Problem to work on
Work through the entries below and show every line in which "push" is found.

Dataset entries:
★ ★ ★ ★
impl FaultInjectionProxy {
    pub async fn bind(config: Arc<TftpConfig>, rules: Vec<FaultRule>, error_corruption: Option<ErrorCorruption>) -> anyhow::Result<FaultInjectionProxy> {
        config.validate()?;

        let close = CloseSignal::new();
        let listener = UdpTransferSocket::bind(config.proxy_addr, close.subscribe()).await?;
        info!("proxy listening on {:?}, relaying to {:?}", listener.local_addr(), config.server_addr);
        for rule in &rules {
            info!("fault rule: {}", rule);
        }
        if let Some(corruption) = &error_corruption {
            info!("error packet corruption: {:?}", corruption);
        }

        Ok(FaultInjectionProxy {
            config,
            listener,
            rules,
            error_corruption,
            mapping: None,
            close,
            injected: Default::default(),
        })
    }

    pub async fn start(config: Arc<TftpConfig>, rules: Vec<FaultRule>, error_corruption: Option<ErrorCorruption>) -> anyhow::Result<ProxyHandle> {
        let proxy = Self::bind(config, rules, error_corruption).await?;
        let local_addr = proxy.listener.local_addr();
        let close = proxy.close.clone();
        let injected = proxy.injected.clone();

        Ok(ProxyHandle {
            local_addr,
            close,
            injected,
            task: tokio::spawn(proxy.run()),
        })
    }

    pub async fn run(mut self) {
        loop {
            let timeout = self.config.timeout;
            let (source, received) = match &self.mapping {
                None => (Source::Listener, self.listener.recv_datagram(timeout).await),
                Some(mapping) => select! {
                    r = self.listener.recv_datagram(timeout) => (Source::Listener, r),
                    r = mapping.relay.recv_datagram(timeout) => (Source::Relay, r),
                },
            };

            let (from, buf) = match received {
                Received::Datagram { from, buf } => (from, buf),
                Received::Timeout => continue,
                Received::Closed => break,
            };

            let correlation_id = Uuid::new_v4();
            let span = span!(Level::TRACE, "relay", ?correlation_id);
            match source {
                Source::Listener => self.on_request(from, buf).instrument(span).await,
                Source::Relay => self.on_relayed(from, buf).instrument(span).await,
            }
        }
        info!("proxy shut down");
    }

    /// a datagram from a client to the well-known port
    async fn on_request(&mut self, from: SocketAddr, buf: Vec<u8>) {
        let relay = match &mut self.mapping {
            Some(mapping) if mapping.client == from => {
                // ignored by the server while its session runs
                debug!("retransmitted request from {:?}", from);
                mapping.relay.clone()
            }
            _ => {
                let relay = match UdpTransferSocket::bind_ephemeral(self.listener.local_addr(), self.close.subscribe()).await {
                    Ok(relay) => Arc::new(relay),
                    Err(e) => {
                        warn!("cannot open relay socket for {:?}: {}", from, e);
                        return;
                    }
                };
                debug!("new transfer from {:?}, relaying through {:?}", from, relay.local_addr());
                self.mapping = Some(RelayMapping { client: from, server: None, server_terminated: false, relay: relay.clone() });
                relay
            }
        };

        let to = self.config.server_addr;
        self.forward(buf, to, relay).await;
    }

    /// a datagram on the relay socket, from either the client or the server's session
    async fn on_relayed(&mut self, from: SocketAddr, buf: Vec<u8>) {
        let Some(mapping) = &mut self.mapping else {
            return;
        };

        let to = if from == mapping.client {
            match mapping.server {
                Some(server) => server,
                None => {
                    debug!("dropping datagram from {:?}, no server session has replied yet", from);
                    return;
                }
            }
        }
        else {
            match mapping.server {
                Some(server) if server == from => {}
                Some(server) if !mapping.server_terminated => {
                    debug!("dropping datagram from {:?} which is not part of the relayed transfer with {:?}", from, server);
                    return;
                }
                _ => {
                    debug!("server session for {:?} is at {:?}", mapping.client, from);
                    mapping.server = Some(from);
                }
            }
            mapping.server_terminated = matches!(Packet::decode(&buf), Ok(Packet::Error { .. }));
            mapping.client
        };

        let relay = mapping.relay.clone();
        self.forward(buf, to, relay).await;
    }

    async fn forward(&mut self, mut buf: Vec<u8>, to: SocketAddr, relay: Arc<UdpTransferSocket>) {
        let packet = match Packet::decode(&buf) {
            Ok(packet) => packet,
            Err(e) => {
                trace!("relaying undecodable datagram to {:?}: {}", to, e);
                relay.send_datagram(to, &buf).await;
                return;
            }
        };

        if let Packet::Error { .. } = packet {
            if let Some(corruption) = &mut self.error_corruption {
                if corruption.apply(&mut buf) {
                    let target = corruption.target;
                    info!("corrupting {:?} ({:?}) on its way to {:?}", packet, target, to);
                    self.record(Fault::CorruptError(target), &packet, None);
                }
            }
        }

        let Some(rule) = self.rules.iter_mut().find(|r| r.matches(&packet)) else {
            trace!("relaying {:?} to {:?}", packet, to);
            relay.send_datagram(to, &buf).await;
            return;
        };
        rule.fire();
        let action = rule.action;
        rule.mutate(&mut buf);
        info!("injecting {:?} into {:?} on its way to {:?}", action, packet, to);

        let mut rejected_as_unknown_tid = None;
        match action {
            FaultAction::Lose => {}
            FaultAction::Delay(delay) => {
                sleep(delay).await;
                relay.send_datagram(to, &buf).await;
            }
            FaultAction::Duplicate(delay) => {
                relay.send_datagram(to, &buf).await;
                sleep(delay).await;
                relay.send_datagram(to, &buf).await;
            }
            FaultAction::WrongTid => {
                rejected_as_unknown_tid = Some(self.send_from_wrong_tid(to, &buf).await);
            }
            FaultAction::CorruptOpcode | FaultAction::CorruptField(_) => {
                relay.send_datagram(to, &buf).await;
            }
        }
        self.record(Fault::Rule(action), &packet, rejected_as_unknown_tid);
    }

    /// Sends `buf` from a throwaway socket and returns whether the receiver answered with an
    ///  'unknown transfer ID' error
    async fn send_from_wrong_tid(&self, to: SocketAddr, buf: &[u8]) -> bool {
        let socket = match UdpTransferSocket::bind_ephemeral(self.listener.local_addr(), self.close.subscribe()).await {
            Ok(socket) => socket,
            Err(e) => {
                warn!("cannot open throwaway socket: {}", e);
                return false;
            }
        };
        socket.send_datagram(to, buf).await;

        match socket.recv_datagram(WRONG_TID_WINDOW).await {
            Received::Datagram { from, buf } => match Packet::decode(&buf) {
                Ok(Packet::Error { code: ErrorCode::UnknownTransferId, .. }) => {
                    info!("{:?} rejected the datagram from the wrong transfer ID", from);
                    true
                }
                other => {
                    warn!("{:?} answered the datagram from the wrong transfer ID with {:?}", from, other);
                    false
                }
            },
            Received::Timeout | Received::Closed => {
                warn!("{:?} did not reject the datagram from the wrong transfer ID", to);
                false
            }
        }
    }

    fn record(&self, fault: Fault, packet: &Packet, rejected_as_unknown_tid: Option<bool>) {
        let fault = InjectedFault { fault, packet: format!("{:?}", packet), rejected_as_unknown_tid };
        match self.injected.lock() {
            Ok(mut injected) => injected.push(fault),
            Err(poisoned) => poisoned.into_inner().push(fault),
        }
    }
}
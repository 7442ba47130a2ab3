use std::future::Future;
use std::io;
use std::net::SocketAddr;
use std::time::Duration;

use async_trait::async_trait;
#[cfg(test)] use mockall::automock;
use tokio::net::UdpSocket;
use tokio::select;
use tokio::sync::watch;
use tokio::time::{sleep_until, Instant};
use tracing::{error, trace};

use crate::packet::MAX_PACKET_LEN;

/// Outcome of a single receive-with-timeout on a [TransferSocket]
#[derive(Debug, Clone, Eq, PartialEq)]
pub enum Received {
    Datagram { from: SocketAddr, buf: Vec<u8> },
    Timeout,
    /// The socket was closed from outside
    Closed,
}

/// This is the I/O seam of a transfer session: a bound datagram socket with a receive timeout
///  and an external 'close' signal. It is introduced to facilitate mocking the network away
///  for testing the session state machine.
#[cfg_attr(test, automock)]
#[async_trait]
pub trait TransferSocket: Send + Sync + 'static {
    /// NB: send errors are logged rather than returned - a datagram that did not make it out is
    ///  indistinguishable from one that was lost on the wire, and retransmission covers both
    async fn send_datagram(&self, to: SocketAddr, buf: &[u8]);

    async fn recv_datagram(&self, timeout: Duration) -> Received;

    fn local_addr(&self) -> SocketAddr;
}

/// Signals sockets to close. Closing is sticky: a socket that starts receiving after the signal
///  was raised sees it immediately.
#[derive(Clone)]
pub struct CloseSignal {
    sender: watch::Sender<bool>,
}
impl Default for CloseSignal {
    fn default() -> Self {
        Self::new()
    }
}
impl CloseSignal {
    pub fn new() -> CloseSignal {
        let (sender, _) = watch::channel(false);
        CloseSignal { sender }
    }

    pub fn close(&self) {
        self.sender.send_replace(true);
    }

    pub fn is_closed(&self) -> bool {
        *self.sender.borrow()
    }

    pub fn subscribe(&self) -> CloseListener {
        CloseListener { receiver: self.sender.subscribe() }
    }
}

#[derive(Clone)]
pub struct CloseListener {
    receiver: watch::Receiver<bool>,
}
impl CloseListener {
    /// completes once the signal is raised
    pub async fn closed(&mut self) {
        if self.receiver.wait_for(|&closed| closed).await.is_err() {
            // the signal was dropped without being raised, so it never will be
            std::future::pending::<()>().await;
        }
    }

    pub fn is_closed(&self) -> bool {
        *self.receiver.borrow()
    }
}

pub struct UdpTransferSocket {
    socket: UdpSocket,
    close: CloseListener,
}
impl UdpTransferSocket {
    pub async fn bind(addr: SocketAddr, close: CloseListener) -> anyhow::Result<UdpTransferSocket> {
        let socket = UdpSocket::bind(addr).await?;
        trace!("bound transfer socket to {:?}", socket.local_addr()?);
        Ok(UdpTransferSocket { socket, close })
    }

    /// binds an ephemeral port on the same interface as `local_ip_of`
    pub async fn bind_ephemeral(local_ip_of: SocketAddr, close: CloseListener) -> anyhow::Result<UdpTransferSocket> {
        Self::bind(SocketAddr::new(local_ip_of.ip(), 0), close).await
    }
}

/// Receives until a datagram arrives, the deadline passes or the socket is closed. A failed
///  receive (e.g. an ICMP 'port unreachable' surfacing on the socket) is logged and the wait goes
///  on: it neither closes the socket nor extends the deadline.
async fn receive_until<F, Fut>(deadline: Instant, close: &mut CloseListener, mut recv: F) -> Received
where
    F: FnMut() -> Fut,
    Fut: Future<Output = io::Result<(SocketAddr, Vec<u8>)>>,
{
    loop {
        select! {
            r = recv() => {
                match r {
                    Ok((from, buf)) => return Received::Datagram { from, buf },
                    Err(e) => error!("error receiving from datagram socket: {}", e),
                }
            }
            _ = sleep_until(deadline) => return Received::Timeout,
            _ = close.closed() => return Received::Closed,
        }
    }
}

#[async_trait]
impl TransferSocket for UdpTransferSocket {
    async fn send_datagram(&self, to: SocketAddr, buf: &[u8]) {
        trace!("UDP socket: sending {} bytes to {:?}", buf.len(), to);

        if let Err(e) = self.socket.send_to(buf, to).await {
            error!("error sending UDP packet to {:?}: {}", to, e);
        }
    }

    async fn recv_datagram(&self, timeout: Duration) -> Received {
        let mut close = self.close.clone();
        if close.is_closed() {
            return Received::Closed;
        }

        let socket = &self.socket;
        receive_until(Instant::now() + timeout, &mut close, move || async move {
            // one spare byte so that oversized datagrams are seen as such instead of being truncated
            //  into something that looks valid
            let mut buf = vec![0u8; MAX_PACKET_LEN + 1];
            let (len, from) = socket.recv_from(&mut buf).await?;
            buf.truncate(len);
            Ok((from, buf))
        }).await
    }

    fn local_addr(&self) -> SocketAddr {
        self.socket.local_addr()
            .expect("UdpSocket should have an initialized local addr")
    }
}

#[cfg(test)]
mod tests {
    use super::*;
    use std::sync::atomic::{AtomicUsize, Ordering};
    use tokio::time::sleep;
    use crate::test_util::localhost;

    #[tokio::test]
    async fn test_send_and_receive() {
        let signal = CloseSignal::new();
        let a = UdpTransferSocket::bind(localhost(), signal.subscribe()).await.unwrap();
        let b = UdpTransferSocket::bind(localhost(), signal.subscribe()).await.unwrap();

        a.send_datagram(b.local_addr(), &[0, 4, 0, 1]).await;
        assert_eq!(
            b.recv_datagram(Duration::from_secs(5)).await,
            Received::Datagram { from: a.local_addr(), buf: vec![0, 4, 0, 1] },
        );
    }

    #[tokio::test]
    async fn test_timeout() {
        let signal = CloseSignal::new();
        let a = UdpTransferSocket::bind(localhost(), signal.subscribe()).await.unwrap();
        assert_eq!(a.recv_datagram(Duration::from_millis(20)).await, Received::Timeout);
    }

    #[tokio::test]
    async fn test_close_unblocks_pending_receive() {
        let signal = CloseSignal::new();
        let a = UdpTransferSocket::bind(localhost(), signal.subscribe()).await.unwrap();

        let closer = signal.clone();
        tokio::spawn(async move {
            sleep(Duration::from_millis(20)).await;
            closer.close();
        });
        assert_eq!(a.recv_datagram(Duration::from_secs(30)).await, Received::Closed);
    }

    #[tokio::test]
    async fn test_closed_before_receive() {
        let signal = CloseSignal::new();
        let a = UdpTransferSocket::bind(localhost(), signal.subscribe()).await.unwrap();
        signal.close();
        assert!(signal.is_closed());
        assert_eq!(a.recv_datagram(Duration::from_secs(30)).await, Received::Closed);
    }

    #[tokio::test]
    async fn test_receive_error_keeps_waiting() {
        let signal = CloseSignal::new();
        let mut close = signal.subscribe();
        let from = localhost();
        let calls = AtomicUsize::new(0);

        let received = receive_until(Instant::now() + Duration::from_secs(5), &mut close, || {
            let call = calls.fetch_add(1, Ordering::SeqCst);
            async move {
                match call {
                    0 | 1 => Err(io::Error::from(io::ErrorKind::ConnectionRefused)),
                    _ => Ok((from, vec![0, 4, 0, 1])),
                }
            }
        }).await;

        assert_eq!(received, Received::Datagram { from, buf: vec![0, 4, 0, 1] });
        assert_eq!(calls.load(Ordering::SeqCst), 3);
    }

    #[tokio::test]
    async fn test_receive_errors_do_not_extend_deadline() {
        let signal = CloseSignal::new();
        let mut close = signal.subscribe();
        let start = Instant::now();

        let received = receive_until(start + Duration::from_millis(50), &mut close, || async {
            sleep(Duration::from_millis(5)).await;
            Err(io::Error::from(io::ErrorKind::ConnectionReset))
        }).await;

        assert_eq!(received, Received::Timeout);
        assert!(start.elapsed() < Duration::from_secs(1));
    }
}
★ ★ ★ ★
Exercise response
            Ok(mut injected) => injected.push(fault),
            Err(poisoned) => poisoned.into_inner().push(fault),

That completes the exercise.